Rudy Giuliani claims Kim Jong Un begged 'on his hands and knees' for meeting with Trump

Updated

President Trump’s personal lawyer said North Korean leader Kim Jong Un got “on his hands and knees and begged” for their summit to be held after Trump canceled the sit-down last month, according to a report Wednesday.

Former mayor Rudy Giuliani told the crowd at an investment conference in Israel that Kim came crawling back to the negotiating table last month after Trump scrapped the meeting because senior North Korean officials insulted top Trump administration officials, the Wall Street Journal reported.

Last month, a North Korean official lashed out at Vice President Pence, calling him a “political dummy,” and threatening nuclear war if the U.S. kept up military exercises in the region.

Days later, Trump backed out of the June 12 Singapore summit with Kim.

“They also said they were going to go to nuclear war with us, they were going to defeat us in a nuclear war,” Giuliani said. “We said we’re not going to have a summit under those circumstances.”

RELATED: A look at the day Trump cancelled the North Korea summit

Soon after Trump withdrew, Kim relented, Giuliani said

“Well, Kim Jong Un got back on his hands and knees and begged for it, which is exactly the position you want to put him in,” Giuliani said.

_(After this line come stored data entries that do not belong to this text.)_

//! # livetree data model
//!
//! The value types shared by every livetree crate.
//!
//! This crate provides:
//! - [`Path`] for addressing nodes
//! - [`Priority`] and the sibling ordering built on it
//! - [`Node`], the closed tagged payload stored in the tree
//! - [`QueryParams`] for range and limit constrained views
//! - JSON import (the validation boundary) and export
//! - Content hashing for conditional writes
//!
//! This is a pure data crate with no I/O.
//!
//! ## Usage
//!
//! ```
//! use livetree_data::{node_from_json, node_to_json, Path};
//! use serde_json::json;
//!
//! let node = node_from_json(&json!({"users": {"fred": {"age": 30}}})).unwrap();
//! let age = node.get(&Path::parse("users/fred/age").unwrap());
//! assert_eq!(node_to_json(age), json!(30));
//! ```

#![deny(unsafe_code)]
#![warn(missing_docs)]

mod error;
mod hash;
mod json;
mod node;
mod path;
mod priority;
mod query;

pub use error::{DataError, DataResult};
pub use hash::node_hash;
pub use json::{
    node_export, node_from_json, node_from_json_with_depth, node_to_json, priority_from_json,
    priority_to_json, DEFAULT_MAX_DEPTH,
};
pub use node::{Node, Primitive};
pub use path::{validate_key, Path, MAX_KEY_BYTES};
pub use priority::{compare_siblings, Priority, SiblingKey};
pub use query::{Bound, QueryParams};
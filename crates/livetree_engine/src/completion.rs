//! One-shot outcomes of asynchronous operations.

use crate::error::{SyncError, SyncResult};
use std::future::Future;
use std::pin::Pin;
use std::task::{Context, Poll};
use tokio::sync::oneshot;

/// Resolves once with the outcome of an operation.
///
/// Dropping a `Completion` does not cancel the operation; it only discards
/// its outcome.
#[derive(Debug)]
#[must_use = "a completion does nothing unless awaited, but dropping it is allowed"]
pub struct Completion<T> {
    rx: oneshot::Receiver<SyncResult<T>>,
}

impl<T> Completion<T> {
    /// Returns a completion that is already resolved.
    pub fn ready(result: SyncResult<T>) -> Self {
        let (completer, completion) = channel();
        completer.complete(result);
        completion
    }
}

impl<T> Future for Completion<T> {
    type Output = SyncResult<T>;

    fn poll(self: Pin<&mut Self>, cx: &mut Context<'_>) -> Poll<Self::Output> {
        let this = self.get_mut();
        Pin::new(&mut this.rx)
            .poll(cx)
            .map(|received| received.unwrap_or(Err(SyncError::EngineClosed)))
    }
}

/// The sending half of a [`Completion`].
#[derive(Debug)]
pub(crate) struct Completer<T> {
    tx: oneshot::Sender<SyncResult<T>>,
}

impl<T> Completer<T> {
    /// Resolves the completion. Ignored if it was dropped.
    pub(crate) fn complete(self, result: SyncResult<T>) {
        let _ = self.tx.send(result);
    }
}

/// Creates a linked completer and completion.
pub(crate) fn channel<T>() -> (Completer<T>, Completion<T>) {
    let (tx, rx) = oneshot::channel();
    (Completer { tx }, Completion { rx })
}

#[cfg(test)]
mod tests {
    use super::*;

    #[tokio::test]
    async fn resolves_with_sent_value() {
        let (completer, completion) = channel::<u32>();
        completer.complete(Ok(7));
        assert_eq!(completion.await, Ok(7));
    }

    #[tokio::test]
    async fn dropped_completer_reports_closed() {
        let (completer, completion) = channel::<()>();
        drop(completer);
        assert_eq!(completion.await, Err(SyncError::EngineClosed));
    }

    #[tokio::test]
    async fn ready_is_immediate() {
        let completion = Completion::<()>::ready(Err(SyncError::Disconnected));
        assert_eq!(completion.await, Err(SyncError::Disconnected));
    }
}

The U.S. and North Korea have been hammering out the details of the Kim-Trump on-again-off-again meeting in recent days.

Denuclearization and peace on the Korean peninsula is the ultimate goal of the U.S., but Pyongyang is not interested in "unilateral nuclear abandonment," North Korea officials have said in the past.

Giuliani also said Wednesday that North Korea does want to denuclearize, “but they do want probably much too long a timetable for that.”

It wasn’t the first time Giuliani waded into international affairs since he joined Trump’s legal team.

The 74-year-old former federal prosecutor — hired to represent Trump in the federal Russia probe — said last month that he and the President keep their discussions to legal matters, but he essentially announced that North Korea would release three Americans being held captive, which happened soon afterward.

Despite muddying the waters between his role as attorney and his proximity to the White house, Giuliani claims he’s done nothing wrong.

"I don't mix my role as attorney for him with my foreign policy views," Giuliani said in May.